*RECORDS TO USE*.
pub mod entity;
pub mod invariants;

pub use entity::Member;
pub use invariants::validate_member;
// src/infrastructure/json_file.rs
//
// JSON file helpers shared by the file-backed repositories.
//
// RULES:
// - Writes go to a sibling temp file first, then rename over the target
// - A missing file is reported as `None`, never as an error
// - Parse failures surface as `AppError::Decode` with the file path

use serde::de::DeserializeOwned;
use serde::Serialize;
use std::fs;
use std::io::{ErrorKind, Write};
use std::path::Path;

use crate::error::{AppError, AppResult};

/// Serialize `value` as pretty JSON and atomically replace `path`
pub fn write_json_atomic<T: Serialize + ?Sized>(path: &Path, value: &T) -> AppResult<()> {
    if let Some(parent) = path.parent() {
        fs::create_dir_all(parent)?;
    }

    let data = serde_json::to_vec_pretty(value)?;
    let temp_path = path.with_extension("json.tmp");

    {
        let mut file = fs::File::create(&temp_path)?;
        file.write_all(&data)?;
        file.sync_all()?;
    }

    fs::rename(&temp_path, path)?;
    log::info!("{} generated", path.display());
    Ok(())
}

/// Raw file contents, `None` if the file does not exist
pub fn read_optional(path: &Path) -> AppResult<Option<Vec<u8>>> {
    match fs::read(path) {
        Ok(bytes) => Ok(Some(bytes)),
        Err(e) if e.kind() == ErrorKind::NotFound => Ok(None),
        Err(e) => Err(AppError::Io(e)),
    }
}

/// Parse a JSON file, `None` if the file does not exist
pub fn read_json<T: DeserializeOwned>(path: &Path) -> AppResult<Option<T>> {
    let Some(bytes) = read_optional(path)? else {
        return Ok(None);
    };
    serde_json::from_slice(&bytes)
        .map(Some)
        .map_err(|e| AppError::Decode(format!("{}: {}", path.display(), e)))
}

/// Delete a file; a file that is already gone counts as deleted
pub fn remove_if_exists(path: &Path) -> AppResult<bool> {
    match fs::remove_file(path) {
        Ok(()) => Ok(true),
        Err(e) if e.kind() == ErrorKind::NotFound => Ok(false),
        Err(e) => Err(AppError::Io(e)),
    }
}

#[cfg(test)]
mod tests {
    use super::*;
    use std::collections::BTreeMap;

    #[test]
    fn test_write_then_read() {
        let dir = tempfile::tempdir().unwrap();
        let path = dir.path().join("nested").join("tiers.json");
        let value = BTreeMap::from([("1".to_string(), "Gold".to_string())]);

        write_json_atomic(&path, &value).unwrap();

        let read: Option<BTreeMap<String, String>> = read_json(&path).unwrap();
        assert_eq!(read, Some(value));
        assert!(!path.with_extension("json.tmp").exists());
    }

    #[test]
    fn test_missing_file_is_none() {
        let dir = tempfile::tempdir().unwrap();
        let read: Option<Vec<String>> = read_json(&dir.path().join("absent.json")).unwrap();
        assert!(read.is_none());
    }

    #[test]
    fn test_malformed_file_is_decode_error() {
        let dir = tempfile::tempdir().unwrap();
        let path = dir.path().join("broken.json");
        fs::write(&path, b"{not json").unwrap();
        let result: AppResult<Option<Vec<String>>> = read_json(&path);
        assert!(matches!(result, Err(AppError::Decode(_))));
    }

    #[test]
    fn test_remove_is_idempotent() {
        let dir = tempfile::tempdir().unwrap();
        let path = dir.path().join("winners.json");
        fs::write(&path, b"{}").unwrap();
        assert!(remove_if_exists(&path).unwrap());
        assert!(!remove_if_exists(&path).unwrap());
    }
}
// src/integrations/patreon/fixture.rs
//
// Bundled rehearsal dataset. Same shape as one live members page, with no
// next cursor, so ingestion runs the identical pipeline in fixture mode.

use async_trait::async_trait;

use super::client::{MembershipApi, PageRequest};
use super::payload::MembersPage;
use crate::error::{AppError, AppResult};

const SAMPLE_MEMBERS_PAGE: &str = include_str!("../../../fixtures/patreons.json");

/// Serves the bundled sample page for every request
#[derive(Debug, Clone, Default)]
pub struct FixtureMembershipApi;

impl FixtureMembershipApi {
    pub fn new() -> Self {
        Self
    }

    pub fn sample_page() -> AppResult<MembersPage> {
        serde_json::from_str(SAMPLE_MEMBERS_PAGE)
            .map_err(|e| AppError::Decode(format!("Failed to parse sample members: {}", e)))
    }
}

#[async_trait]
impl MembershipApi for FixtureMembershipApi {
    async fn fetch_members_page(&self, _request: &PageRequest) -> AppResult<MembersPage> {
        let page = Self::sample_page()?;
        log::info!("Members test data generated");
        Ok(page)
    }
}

--

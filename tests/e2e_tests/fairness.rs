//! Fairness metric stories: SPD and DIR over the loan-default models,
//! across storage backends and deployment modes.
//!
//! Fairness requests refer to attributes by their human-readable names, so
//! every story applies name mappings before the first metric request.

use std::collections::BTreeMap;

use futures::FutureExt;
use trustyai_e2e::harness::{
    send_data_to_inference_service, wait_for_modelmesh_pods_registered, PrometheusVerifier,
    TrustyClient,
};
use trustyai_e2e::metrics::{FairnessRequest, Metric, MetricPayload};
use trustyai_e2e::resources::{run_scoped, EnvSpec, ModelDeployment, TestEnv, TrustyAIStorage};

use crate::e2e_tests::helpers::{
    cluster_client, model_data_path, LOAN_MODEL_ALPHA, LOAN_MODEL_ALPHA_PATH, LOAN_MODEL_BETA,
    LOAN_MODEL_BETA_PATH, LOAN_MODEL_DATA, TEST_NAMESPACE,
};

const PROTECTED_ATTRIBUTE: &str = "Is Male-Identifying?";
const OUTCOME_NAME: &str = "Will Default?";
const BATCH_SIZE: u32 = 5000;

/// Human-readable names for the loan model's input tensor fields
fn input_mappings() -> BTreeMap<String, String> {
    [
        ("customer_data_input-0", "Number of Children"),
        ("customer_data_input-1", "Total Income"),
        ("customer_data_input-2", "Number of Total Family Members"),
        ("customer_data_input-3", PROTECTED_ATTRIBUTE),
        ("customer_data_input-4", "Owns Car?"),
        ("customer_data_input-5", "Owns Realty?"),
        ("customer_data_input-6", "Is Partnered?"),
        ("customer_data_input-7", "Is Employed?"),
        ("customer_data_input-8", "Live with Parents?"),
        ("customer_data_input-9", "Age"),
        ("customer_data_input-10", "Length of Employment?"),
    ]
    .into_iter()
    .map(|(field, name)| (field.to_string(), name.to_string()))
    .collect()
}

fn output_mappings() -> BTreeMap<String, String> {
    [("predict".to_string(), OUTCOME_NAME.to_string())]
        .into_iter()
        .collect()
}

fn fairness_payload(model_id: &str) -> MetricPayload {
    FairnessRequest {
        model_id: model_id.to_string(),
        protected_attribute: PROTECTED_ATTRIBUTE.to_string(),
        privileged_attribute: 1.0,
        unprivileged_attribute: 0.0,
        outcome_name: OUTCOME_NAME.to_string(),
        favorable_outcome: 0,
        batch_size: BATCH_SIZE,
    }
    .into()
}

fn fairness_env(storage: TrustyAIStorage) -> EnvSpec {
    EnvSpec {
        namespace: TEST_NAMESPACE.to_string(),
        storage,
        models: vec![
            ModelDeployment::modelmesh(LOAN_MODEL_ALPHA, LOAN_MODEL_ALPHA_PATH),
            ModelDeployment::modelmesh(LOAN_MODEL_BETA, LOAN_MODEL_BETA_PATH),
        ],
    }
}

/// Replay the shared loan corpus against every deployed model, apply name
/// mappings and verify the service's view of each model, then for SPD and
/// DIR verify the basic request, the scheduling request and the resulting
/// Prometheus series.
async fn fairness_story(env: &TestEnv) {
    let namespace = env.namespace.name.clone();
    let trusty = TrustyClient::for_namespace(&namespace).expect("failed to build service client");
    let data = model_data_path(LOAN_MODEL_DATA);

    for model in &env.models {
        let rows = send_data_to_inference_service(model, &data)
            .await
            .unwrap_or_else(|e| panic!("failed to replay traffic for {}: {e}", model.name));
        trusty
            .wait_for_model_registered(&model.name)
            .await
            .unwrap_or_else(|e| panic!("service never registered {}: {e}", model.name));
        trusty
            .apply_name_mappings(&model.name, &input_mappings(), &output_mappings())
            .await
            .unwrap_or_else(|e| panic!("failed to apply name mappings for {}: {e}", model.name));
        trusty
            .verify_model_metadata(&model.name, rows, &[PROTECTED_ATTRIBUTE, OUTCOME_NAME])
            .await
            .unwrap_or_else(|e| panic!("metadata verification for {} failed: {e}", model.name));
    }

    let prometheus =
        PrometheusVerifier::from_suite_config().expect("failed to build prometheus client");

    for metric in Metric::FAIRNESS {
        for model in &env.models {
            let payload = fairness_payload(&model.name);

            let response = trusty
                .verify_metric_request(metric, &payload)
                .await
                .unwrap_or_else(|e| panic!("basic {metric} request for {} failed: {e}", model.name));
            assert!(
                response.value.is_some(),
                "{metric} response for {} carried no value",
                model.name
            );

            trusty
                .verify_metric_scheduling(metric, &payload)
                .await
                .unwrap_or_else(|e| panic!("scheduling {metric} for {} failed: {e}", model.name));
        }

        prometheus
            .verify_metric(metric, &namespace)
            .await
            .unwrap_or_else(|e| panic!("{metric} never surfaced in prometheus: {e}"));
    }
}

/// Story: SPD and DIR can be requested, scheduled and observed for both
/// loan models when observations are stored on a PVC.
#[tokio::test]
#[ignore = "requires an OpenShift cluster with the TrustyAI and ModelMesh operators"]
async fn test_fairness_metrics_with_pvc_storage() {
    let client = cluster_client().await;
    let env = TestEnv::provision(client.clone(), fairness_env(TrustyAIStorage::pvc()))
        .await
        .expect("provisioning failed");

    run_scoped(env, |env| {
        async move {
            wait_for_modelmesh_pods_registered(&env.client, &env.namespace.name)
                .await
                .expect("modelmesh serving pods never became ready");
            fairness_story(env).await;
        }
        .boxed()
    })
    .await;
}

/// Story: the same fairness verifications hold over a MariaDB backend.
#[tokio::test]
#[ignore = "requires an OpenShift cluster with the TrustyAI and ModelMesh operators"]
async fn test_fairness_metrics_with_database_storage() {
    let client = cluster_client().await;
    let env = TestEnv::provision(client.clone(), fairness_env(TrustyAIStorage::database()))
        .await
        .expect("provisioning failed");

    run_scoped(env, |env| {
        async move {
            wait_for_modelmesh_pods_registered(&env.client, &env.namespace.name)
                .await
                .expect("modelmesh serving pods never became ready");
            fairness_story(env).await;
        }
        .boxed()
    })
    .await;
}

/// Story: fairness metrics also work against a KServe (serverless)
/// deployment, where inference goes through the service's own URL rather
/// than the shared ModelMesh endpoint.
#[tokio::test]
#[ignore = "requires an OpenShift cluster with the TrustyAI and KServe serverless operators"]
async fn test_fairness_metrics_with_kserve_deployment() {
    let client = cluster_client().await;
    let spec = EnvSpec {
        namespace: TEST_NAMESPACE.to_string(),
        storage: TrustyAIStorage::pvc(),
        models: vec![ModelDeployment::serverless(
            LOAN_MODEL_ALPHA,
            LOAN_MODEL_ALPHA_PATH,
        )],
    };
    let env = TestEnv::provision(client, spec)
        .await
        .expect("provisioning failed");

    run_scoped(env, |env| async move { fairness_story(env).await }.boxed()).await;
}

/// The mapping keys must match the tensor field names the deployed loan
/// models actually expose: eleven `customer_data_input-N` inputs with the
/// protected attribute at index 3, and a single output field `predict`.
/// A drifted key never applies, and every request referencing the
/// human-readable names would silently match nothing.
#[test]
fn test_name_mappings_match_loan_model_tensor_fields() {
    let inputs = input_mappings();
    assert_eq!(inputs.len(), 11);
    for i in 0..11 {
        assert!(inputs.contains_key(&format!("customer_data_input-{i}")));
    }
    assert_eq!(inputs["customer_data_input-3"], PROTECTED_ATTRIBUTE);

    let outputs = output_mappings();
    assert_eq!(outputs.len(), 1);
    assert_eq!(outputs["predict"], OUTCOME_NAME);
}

*TASK REQUIREMENTS*. From the entries above, print the lines beginning at the one with "pub mod entity;" and stopping after the one with "over the target", exactly as written and with nothing else.

*ANSWER TO THIS PROBLEM*.
pub mod entity;
pub mod invariants;

pub use entity::Member;
pub use invariants::validate_member;
// src/infrastructure/json_file.rs
//
// JSON file helpers shared by the file-backed repositories.
//
// RULES:
// - Writes go to a sibling temp file first, then rename over the target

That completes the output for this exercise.